To address the gap, in 2020 Gao and his research team set out to construct a reference of the Chinese genome, particularly of the Han ethnicity, the largest ethnic group in the world.
The resulting genome was the “highest quality diploid [two complete sets] human genome”, assembled so far, the researchers said in a paper published in the journal Genomics, Proteomics & Bioinformatics in August.
The feat is a “landmark event in our country and even the world”, Zhang Xue, an academic from the Chinese Academy of Engineering, who was not an author of the paper, told Science and Technology Daily.
An ongoing international mission
Sequencing the human genome has been an international mission since the Human Genome Project was launched in 1990. In the early 2000s, the project generated the first sequence of the human genome.

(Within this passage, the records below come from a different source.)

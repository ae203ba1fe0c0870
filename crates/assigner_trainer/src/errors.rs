use thiserror::Error;
use ticket_assigner_core::AssignerError;

/// Errors returned by the assignee trainer.
#[derive(Debug, Error)]
pub enum TrainerError {
    #[error("dataset error: {0}")]
    Dataset(String),

    #[error("dataset row {row}: {message}")]
    InvalidRow { row: usize, message: String },

    #[error("csv error: {0}")]
    Csv(#[from] csv::Error),

    #[error("training error: {0}")]
    Training(#[from] AssignerError),

    #[error("I/O error: {0}")]
    Io(#[from] std::io::Error),
}
//! Ticket Assigner Trainer - offline model training
//!
//! Loads labelled tickets from CSV, fits the TF-IDF + random-forest pipeline
//! reproducibly for a fixed seed, reports validation accuracy and writes the
//! model artifact together with its content hash.

pub mod dataset;
pub mod errors;
pub mod trainer;

use std::path::Path;

pub use dataset::{Dataset, TicketRecord};
pub use errors::TrainerError;
pub use trainer::{save_artifact, AssigneeTrainer, SavedArtifact, TrainingParams, TrainingReport};

/// Train directly from a CSV file using the provided parameters.
pub fn train_model_from_csv(
    path: &Path,
    params: TrainingParams,
) -> Result<TrainingReport, TrainerError> {
    let dataset = Dataset::from_csv(path)?;
    AssigneeTrainer::new(params).train(&dataset)
}

/// Library version
pub const VERSION: &str = env!("CARGO_PKG_VERSION");
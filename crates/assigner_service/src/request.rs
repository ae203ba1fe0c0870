//! Prediction request decoding
//!
//! Turns the JSON body of `POST /predict` into a [`Ticket`]. `labels` may be a
//! list of strings or any other JSON value; non-list values are rendered to
//! text here so the normalizer only ever sees a resolved variant.

use serde_json::{Map, Value};
use ticket_assigner_core::{AssignerError, Labels, Ticket};

/// Decode a prediction request body
pub fn ticket_from_json(body: &Value) -> Result<Ticket, AssignerError> {
    let fields = body.as_object().ok_or_else(|| {
        AssignerError::InvalidInput("request body must be a JSON object".to_string())
    })?;

    Ok(Ticket {
        title: text_field(fields, "title")?,
        description: text_field(fields, "description")?,
        labels: labels_field(fields.get("labels"))?,
    })
}

fn text_field(fields: &Map<String, Value>, name: &str) -> Result<String, AssignerError> {
    match fields.get(name) {
        None | Some(Value::Null) => Ok(String::new()),
        Some(Value::String(text)) => Ok(text.clone()),
        Some(other) => Err(AssignerError::InvalidInput(format!(
            "'{name}' must be a string, got {}",
            kind(other)
        ))),
    }
}

fn labels_field(value: Option<&Value>) -> Result<Labels, AssignerError> {
    match value {
        None | Some(Value::Null) => Ok(Labels::default()),
        Some(Value::Array(items)) => items
            .iter()
            .enumerate()
            .map(|(i, item)| match item {
                Value::String(label) => Ok(label.clone()),
                other => Err(AssignerError::InvalidInput(format!(
                    "'labels[{i}]' must be a string, got {}",
                    kind(other)
                ))),
            })
            .collect::<Result<Vec<_>, _>>()
            .map(Labels::List),
        Some(Value::String(text)) => Ok(Labels::Scalar(text.clone())),
        // Numbers, booleans and objects use their compact JSON text.
        Some(other) => Ok(Labels::Scalar(other.to_string())),
    }
}

fn kind(value: &Value) -> &'static str {
    match value {
        Value::Null => "null",
        Value::Bool(_) => "boolean",
        Value::Number(_) => "number",
        Value::String(_) => "string",
        Value::Array(_) => "array",
        Value::Object(_) => "object",
    }
}
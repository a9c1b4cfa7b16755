use glam::Vec4;

use crate::camera::Camera;
use crate::gpu::{BindResource, BindTable, Buffer, Mesh, QuadVertex, QUAD_INDICES, QUAD_VERTICES, SCREEN_VERTICES};
use crate::render::RenderCtx;
use crate::scene::Scene;
use crate::shader::{
    Defines, FsLoader, GpuProgram, LinkConfig, Program, ProgramSpec, ReloadReport, ShaderLibrary,
    SourceLoader, StageSource,
};

use super::config::{PipelineConfig, Tunables};
use super::error::PipelineError;
use super::layout::ListLayout;
use super::plan::{Barrier, FramePlan, ProgramState, ProgramStates, ReloadPolicy, Skip, Step};
use super::resources::{prepass_targets, ScreenResources, DEPTH_FORMAT, FAR_DEPTH, PREPASS_CLEAR};
use super::uniforms::{FrameInputs, FrameUniforms};

pub const SPHERE_PROGRAM: &str = "sphere";
pub const LIST_PROGRAM: &str = "list";
pub const SURFACE_PROGRAM: &str = "surface";

const INSTANCE_ATTRS: [wgpu::VertexAttribute; 1] = wgpu::vertex_attr_array![1 => Float32x4];

/// Per-instance `(center, radius)` read straight from the mirror buffer.
pub const SPHERE_INSTANCE_LAYOUT: wgpu::VertexBufferLayout<'static> = wgpu::VertexBufferLayout {
    array_stride: std::mem::size_of::<Vec4>() as u64,
    step_mode: wgpu::VertexStepMode::Instance,
    attributes: &INSTANCE_ATTRS,
};
//! Render-target assembly.
//!
//! A [`FramebufferBuilder`] collects color attachments (optionally pinned to a
//! slot), one depth attachment and an optional stencil. `assemble()` checks the
//! set and reports a [`Completeness`]; `build()` moves the textures into a
//! [`Framebuffer`] only when the set is complete.
//!
//! Slot assignment: when every color attachment names a distinct slot, those
//! slots are used. Otherwise slots are assigned sequentially from 0 in
//! insertion order.

mod assemble;

pub use assemble::{
    assign_slots, Attachment, Completeness, Framebuffer, FramebufferBuilder, Incomplete,
    StencilSource, MAX_COLOR_ATTACHMENTS,
};
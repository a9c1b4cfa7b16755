use std::ops::Range;

use bytemuck::{Pod, Zeroable};

use super::buffer::Buffer;
use super::error::ResourceError;

/// Vertex buffer plus an optional `u16` index buffer.
pub struct Mesh<V: Pod> {
    vertices: Buffer<V>,
    indices: Option<Buffer<u16>>,
}

impl<V: Pod> Mesh<V> {
    pub fn new(
        device: &wgpu::Device,
        label: &str,
        vertices: &[V],
        indices: Option<&[u16]>,
    ) -> Result<Self, ResourceError> {
        let vertices = Buffer::with_contents(
            device,
            &format!("{label} vbo"),
            vertices,
            wgpu::BufferUsages::VERTEX,
        )?;

        let indices = indices
            .map(|idx| {
                Buffer::with_contents(device, &format!("{label} ibo"), idx, wgpu::BufferUsages::INDEX)
            })
            .transpose()?;

        Ok(Self { vertices, indices })
    }

    pub fn vertex_count(&self) -> u32 {
        self.vertices.len() as u32
    }

    pub fn index_count(&self) -> Option<u32> {
        self.indices.as_ref().map(|b| b.len() as u32)
    }

    /// Binds the mesh at vertex slot `slot` and issues the draw.
    ///
    /// Per-instance buffers must already be bound at the other slots.
    pub fn draw(&self, pass: &mut wgpu::RenderPass<'_>, slot: u32, instances: Range<u32>) {
        if instances.is_empty() {
            return;
        }

        pass.set_vertex_buffer(slot, self.vertices.slice());
        match &self.indices {
            Some(ibo) => {
                pass.set_index_buffer(ibo.slice(), wgpu::IndexFormat::Uint16);
                pass.draw_indexed(0..ibo.len() as u32, 0, instances);
            }
            None => pass.draw(0..self.vertices.len() as u32, instances),
        }
    }
}

/// Corner of the unit billboard, in [-1, 1]².
#[repr(C)]
#[derive(Copy, Clone, Debug, Pod, Zeroable)]
pub struct QuadVertex {
    pub corner: [f32; 2],
}

impl QuadVertex {
    const ATTRS: [wgpu::VertexAttribute; 1] = wgpu::vertex_attr_array![0 => Float32x2];

    pub const fn layout() -> wgpu::VertexBufferLayout<'static> {
        wgpu::VertexBufferLayout {
            array_stride: std::mem::size_of::<QuadVertex>() as u64,
            step_mode: wgpu::VertexStepMode::Vertex,
            attributes: &Self::ATTRS,
        }
    }
}

pub const QUAD_VERTICES: [QuadVertex; 4] = [
    QuadVertex { corner: [-1.0, -1.0] },
    QuadVertex { corner: [1.0, -1.0] },
    QuadVertex { corner: [1.0, 1.0] },
    QuadVertex { corner: [-1.0, 1.0] },
];

pub const QUAD_INDICES: [u16; 6] = [0, 1, 2, 0, 2, 3];

/// Full-screen quad in NDC, two triangles, no index buffer.
pub const SCREEN_VERTICES: [QuadVertex; 6] = [
    QuadVertex { corner: [-1.0, -1.0] },
    QuadVertex { corner: [1.0, 1.0] },
    QuadVertex { corner: [1.0, -1.0] },
    QuadVertex { corner: [-1.0, -1.0] },
    QuadVertex { corner: [-1.0, 1.0] },
    QuadVertex { corner: [1.0, 1.0] },
];
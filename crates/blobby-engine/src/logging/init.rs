use std::sync::Once;

/// Logger configuration.
///
/// `env_filter` follows the `env_logger` filter syntax (e.g. "info", "warn",
/// "blobby_engine=debug,wgpu=warn").
#[derive(Debug, Clone)]
pub struct LoggingConfig {
    pub env_filter: Option<String>,
    pub write_style: env_logger::WriteStyle,
}

impl LoggingConfig {
    pub fn with_filter(filter: impl Into<String>) -> Self {
        Self {
            env_filter: Some(filter.into()),
            ..Self::default()
        }
    }
}

impl Default for LoggingConfig {
    fn default() -> Self {
        Self {
            env_filter: None,
            write_style: env_logger::WriteStyle::Auto,
        }
    }
}

/// Applied when neither the config nor `RUST_LOG` names a filter.
/// wgpu and naga are chatty at info.
pub const DEFAULT_FILTER: &str = "info,wgpu_core=warn,wgpu_hal=warn,naga=warn";

static INIT: Once = Once::new();

/// Initializes the global logger once.
///
/// Subsequent calls are ignored. Call early in `main`.
pub fn init_logging(config: LoggingConfig) {
    INIT.call_once(|| {
        let mut builder = env_logger::Builder::new();

        let filter = config
            .env_filter
            .or_else(|| std::env::var("RUST_LOG").ok())
            .unwrap_or_else(|| DEFAULT_FILTER.to_string());
        builder.parse_filters(&filter);
        builder.write_style(config.write_style);

        // A logger installed elsewhere (e.g. by a test harness) wins.
        if builder.try_init().is_err() {
            return;
        }

        log::debug!("logging initialized ({filter})");
    });
}
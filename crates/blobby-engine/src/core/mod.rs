//! Core engine-facing contracts.
//!
//! This module defines the interface between the runtime (platform loop) and
//! the application driving the renderer, and the per-frame context handed to it.

mod app;
mod ctx;

pub use app::{App, AppControl};
pub use ctx::{FrameCtx, WindowCtx};
use winit::event::WindowEvent;

use super::ctx::FrameCtx;

/// Control directive returned by app callbacks.
#[derive(Debug, Copy, Clone, Eq, PartialEq)]
pub enum AppControl {
    Continue,
    Exit,
}

/// Application contract implemented by the binary driving the renderer.
pub trait App {
    /// Called for raw window events, before the runtime handles them.
    fn on_window_event(&mut self, event: &WindowEvent) -> AppControl {
        let _ = event;
        AppControl::Continue
    }

    /// Called once the drawable size changed (physical pixels, never zero).
    fn on_resize(&mut self, width: u32, height: u32) {
        let _ = (width, height);
    }

    /// Called once per redraw.
    fn on_frame(&mut self, ctx: &mut FrameCtx<'_, '_>) -> AppControl;
}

In 2022, the Telomere-to-Telomere (T2T) consortium, a global community effort to assemble the human genome, presented a complete sequence of the human genome, called T2T-CHM13.
This assembled genome addressed the gaps left from the human genome first sequenced two decades earlier, and reached “its highest level of continuity and accuracy after 20 years of effort”, the paper said.
CHM13 is expected to replace the US-based reference genome, GRCh38, that is the standard in research and medicine.
However, while the assembly of T2T-CHM13 was “a remarkable scientific achievement”, it did not represent the genome of a “real human individual”, the paper said.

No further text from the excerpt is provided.